- Task instructions
Nothing goes in the answer except the line that contains "pub struct GitHubBaseRef" and the lines after it to the end of the material below, unchanged.

········

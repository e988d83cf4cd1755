//! Pipeline orchestration for Quickstart.
//!
//! This crate ties together URL validation, page fetching, content extraction,
//! and artifact generation into a single run ([`pipeline::Pipeline::run`]).
//! It also hosts the unrelated component [`launcher`].

pub mod launcher;
pub mod pipeline;
pub mod tracer;

pub use pipeline::{NO_TOOL_MESSAGE, Pipeline, ProgressReporter, SilentProgress};
pub use tracer::StepTracer;
use serde::de::IgnoredAny;
use serde::Deserialize;

/// Pull request as returned by the pulls listing.
#[derive(Debug, Clone, Deserialize)]
pub struct GitHubPullRequest {
    pub number: u64,
    pub title: String,
    /// `None` for pull requests closed without merging
    pub merged_at: Option<String>,
    pub user: GitHubUser,
    pub base: GitHubBaseRef,
    pub html_url: Option<String>,
}

#[derive(Debug, Clone, Deserialize)]
pub struct GitHubUser {
    pub login: String,
}

#[derive(Debug, Clone, Deserialize)]
pub struct GitHubBaseRef {
    #[serde(rename = "ref")]
    pub ref_: String,
}

/// Commit within a pull request.
#[derive(Debug, Clone, Deserialize)]
pub struct GitHubCommit {
    pub sha: String,
    pub commit: GitHubCommitDetail,
    /// Only the parent count matters for merge-commit detection
    #[serde(default)]
    pub parents: Vec<IgnoredAny>,
}

#[derive(Debug, Clone, Deserialize)]
pub struct GitHubCommitDetail {
    pub message: String,
}

/// Issue comment on a pull request's conversation tab.
#[derive(Debug, Clone, Deserialize)]
pub struct GitHubComment {
    #[serde(default)]
    pub body: Option<String>,
}

#[derive(Debug, Clone, Deserialize)]
pub struct CheckSuitesResponse {
    #[serde(default)]
    pub check_suites: Vec<GitHubCheckSuite>,
}

/// One check-suite instance; reruns of the same app create new suites.
#[derive(Debug, Clone, Deserialize)]
pub struct GitHubCheckSuite {
    pub app: Option<GitHubApp>,
}

#[derive(Debug, Clone, Deserialize)]
pub struct GitHubApp {
    pub slug: String,
}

········

- Exercise output
pub struct GitHubBaseRef {
    #[serde(rename = "ref")]
    pub ref_: String,
}

/// Commit within a pull request.
#[derive(Debug, Clone, Deserialize)]
pub struct GitHubCommit {
    pub sha: String,
    pub commit: GitHubCommitDetail,
    /// Only the parent count matters for merge-commit detection
    #[serde(default)]
    pub parents: Vec<IgnoredAny>,
}

#[derive(Debug, Clone, Deserialize)]
pub struct GitHubCommitDetail {
    pub message: String,
}

/// Issue comment on a pull request's conversation tab.
#[derive(Debug, Clone, Deserialize)]
pub struct GitHubComment {
    #[serde(default)]
    pub body: Option<String>,
}

#[derive(Debug, Clone, Deserialize)]
pub struct CheckSuitesResponse {
    #[serde(default)]
    pub check_suites: Vec<GitHubCheckSuite>,
}

/// One check-suite instance; reruns of the same app create new suites.
#[derive(Debug, Clone, Deserialize)]
pub struct GitHubCheckSuite {
    pub app: Option<GitHubApp>,
}

#[derive(Debug, Clone, Deserialize)]
pub struct GitHubApp {
    pub slug: String,
}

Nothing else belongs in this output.